While it is not visible in any of the other photos, a small "working" message with an AT&T logo appears as programs are loading.

Other kinds of error and confirmation messages also appear in a standard window frame.

Notice that the content is only text. There are no graphical buttons to click on.

Such messages may tell you to "touch" help, cancel, or similar. These refer to special keys that actually exist on the keyboard. Surprisingly, they don't even assign softkeys for these functions.

Middle clicking on an Office window brings up a list of "Office Commands". This includes various file and folder functions.

The AT&T Unix PC has a built in help system. Pressing the "?" symbol in the upper right brings up a related help topic.

Notice that the soft keys at the bottom of the screen have again changed.

Browsing through the Office menu features, one that stands out is a software installation facility.

There wasn't any application software installed on this machine, but some notable titles were produced for it. Once such title was Microsoft Word.

Most of these default shell windows appear text-based, but applications can draw graphical images.

Another example dialog: the find command.
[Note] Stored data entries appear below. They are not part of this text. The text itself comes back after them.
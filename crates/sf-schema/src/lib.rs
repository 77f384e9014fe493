//! sf-schema - Schema catalog for Starflow
//!
//! Declares the seven warehouse tables as typed, static definitions and
//! generates every DDL and INSERT-SELECT statement from them, so the
//! lifecycle manager and transform engine never handle hand-written SQL.

pub mod catalog;
pub mod ddl;
pub mod error;
pub mod statement;
pub mod transforms;
pub mod types;

pub use catalog::ALL_TABLES;
pub use error::{SchemaError, SchemaResult};
pub use statement::{DatePart, Expr, InsertSelect, Join, Select, TableRef};
pub use transforms::Transform;
pub use types::{Column, ColumnType, DistStyle, Identity, TableDef, TableKind};
//! Error types for sf-schema

use thiserror::Error;

/// Schema and statement validation errors
#[derive(Error, Debug, Clone, PartialEq, Eq)]
pub enum SchemaError {
    /// Column referenced but not declared on the table (S001)
    #[error("[S001] Unknown column '{column}' on table {table}")]
    UnknownColumn { table: String, column: String },

    /// Unqualified column found on more than one table in scope (S002)
    #[error("[S002] Column '{column}' is ambiguous between {tables}")]
    AmbiguousColumn { column: String, tables: String },

    /// Alias used in an expression but not bound in FROM/JOIN (S003)
    #[error("[S003] Unknown table alias '{alias}'")]
    UnknownAlias { alias: String },

    /// Target column list and projection list differ in length (S004)
    #[error("[S004] INSERT INTO {table} lists {expected} columns but selects {found}")]
    ColumnCountMismatch {
        table: String,
        expected: usize,
        found: usize,
    },

    /// INSERT names a warehouse-assigned identity column (S005)
    #[error("[S005] Column {table}.{column} is assigned by the warehouse and cannot be inserted")]
    IdentityColumnInsert { table: String, column: String },

    /// Table definition is internally inconsistent (S006)
    #[error("[S006] Invalid table definition {table}: {reason}")]
    InvalidTable { table: String, reason: String },
}

/// Result type alias for SchemaError
pub type SchemaResult<T> = Result<T, SchemaError>;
Again, there was not much to find on this machine.

The AT&T 7300 Unix PC could read and write DOS formatted disks using its included 5.25" floppy drive.

The Office Menu also provides a somewhat graphical interface for printer management.

This is Unix, so files have Unix style security permissions.

The about screen shows that it is running OS version 3.51 with an entire megabyte of RAM.

Finally shutting down the AT&T 7300 Unix PC.